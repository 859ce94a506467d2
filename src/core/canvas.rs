//! Square RGBA raster the icon is drawn on.
//!
//! Rectangles are inclusive on both ends and clipped to the canvas, so the
//! fractional layout never has to special-case tiny icon sizes.

use crate::domain::model::{Color, Rect};
use crate::utils::error::Result;
use image::{ImageFormat, Rgba, RgbaImage};
use std::io::Cursor;

#[derive(Debug, Clone)]
pub struct Canvas {
    image: RgbaImage,
}

impl Canvas {
    pub fn new(size: u32, background: Color) -> Self {
        Self {
            image: RgbaImage::from_pixel(size, size, Rgba(background)),
        }
    }

    pub fn size(&self) -> u32 {
        self.image.width()
    }

    pub fn pixel(&self, x: u32, y: u32) -> Color {
        self.image.get_pixel(x, y).0
    }

    pub fn image(&self) -> &RgbaImage {
        &self.image
    }

    /// Clips `rect` to the canvas; `None` when nothing is left.
    fn clip(&self, rect: Rect) -> Option<Rect> {
        let max = self.size() as i64 - 1;
        let clipped = Rect::new(
            rect.x0.max(0),
            rect.y0.max(0),
            rect.x1.min(max),
            rect.y1.min(max),
        );
        (!clipped.is_empty() && max >= 0).then_some(clipped)
    }

    /// Replaces every pixel inside `rect`, alpha included.
    pub fn fill_rect(&mut self, rect: Rect, color: Color) {
        let Some(r) = self.clip(rect) else {
            return;
        };
        for y in r.y0..=r.y1 {
            for x in r.x0..=r.x1 {
                self.image.put_pixel(x as u32, y as u32, Rgba(color));
            }
        }
    }

    /// One pixel wide outline along the edges of `rect`.
    pub fn outline_rect(&mut self, rect: Rect, color: Color) {
        if rect.is_empty() {
            return;
        }
        self.fill_rect(Rect::new(rect.x0, rect.y0, rect.x1, rect.y0), color);
        self.fill_rect(Rect::new(rect.x0, rect.y1, rect.x1, rect.y1), color);
        self.fill_rect(Rect::new(rect.x0, rect.y0, rect.x0, rect.y1), color);
        self.fill_rect(Rect::new(rect.x1, rect.y0, rect.x1, rect.y1), color);
    }

    /// Blends `color` into the pixel at (`x`, `y`) by `coverage` (0..=255),
    /// channel by channel, alpha included.
    pub fn blend_pixel(&mut self, x: i64, y: i64, color: Color, coverage: u8) {
        let size = self.size() as i64;
        if coverage == 0 || x < 0 || y < 0 || x >= size || y >= size {
            return;
        }
        let pixel = self.image.get_pixel_mut(x as u32, y as u32);
        let cov = coverage as u32;
        for (dst, src) in pixel.0.iter_mut().zip(color) {
            let blended = (src as u32 * cov + *dst as u32 * (255 - cov) + 127) / 255;
            *dst = blended as u8;
        }
    }

    /// Lossless PNG, RGBA8. The encoder embeds no timestamps, so equal
    /// canvases encode to equal bytes.
    pub fn encode_png(&self) -> Result<Vec<u8>> {
        let mut bytes = Vec::new();
        self.image
            .write_to(&mut Cursor::new(&mut bytes), ImageFormat::Png)?;
        Ok(bytes)
    }
}
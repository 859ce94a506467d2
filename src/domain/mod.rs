// Domain layer: core models and ports (interfaces). No rendering dependencies here.

pub mod model;
pub mod ports;
//! Shared domain types for the SQRL identity store.
//!
//! This crate contains the identity record, the sensitive-buffer type its key
//! fields are stored in, the protocol-handler shape of an identity, store
//! configuration, and the closed error taxonomy.
//!
//! Zero infrastructure dependencies -- only serde, thiserror, zeroize.

pub mod config;
pub mod error;
pub mod identity;
pub mod protocol;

- TASK STATEMENT: Each line from the one with "closed error taxonomy." through the end of the entries above must be set down exactly, both end lines included, and no other line may appear.

- RESULT OF THIS TASK:
//! configuration, and the closed error taxonomy.
//!
//! Zero infrastructure dependencies -- only serde, thiserror, zeroize.

pub mod config;
pub mod error;
pub mod identity;
pub mod protocol;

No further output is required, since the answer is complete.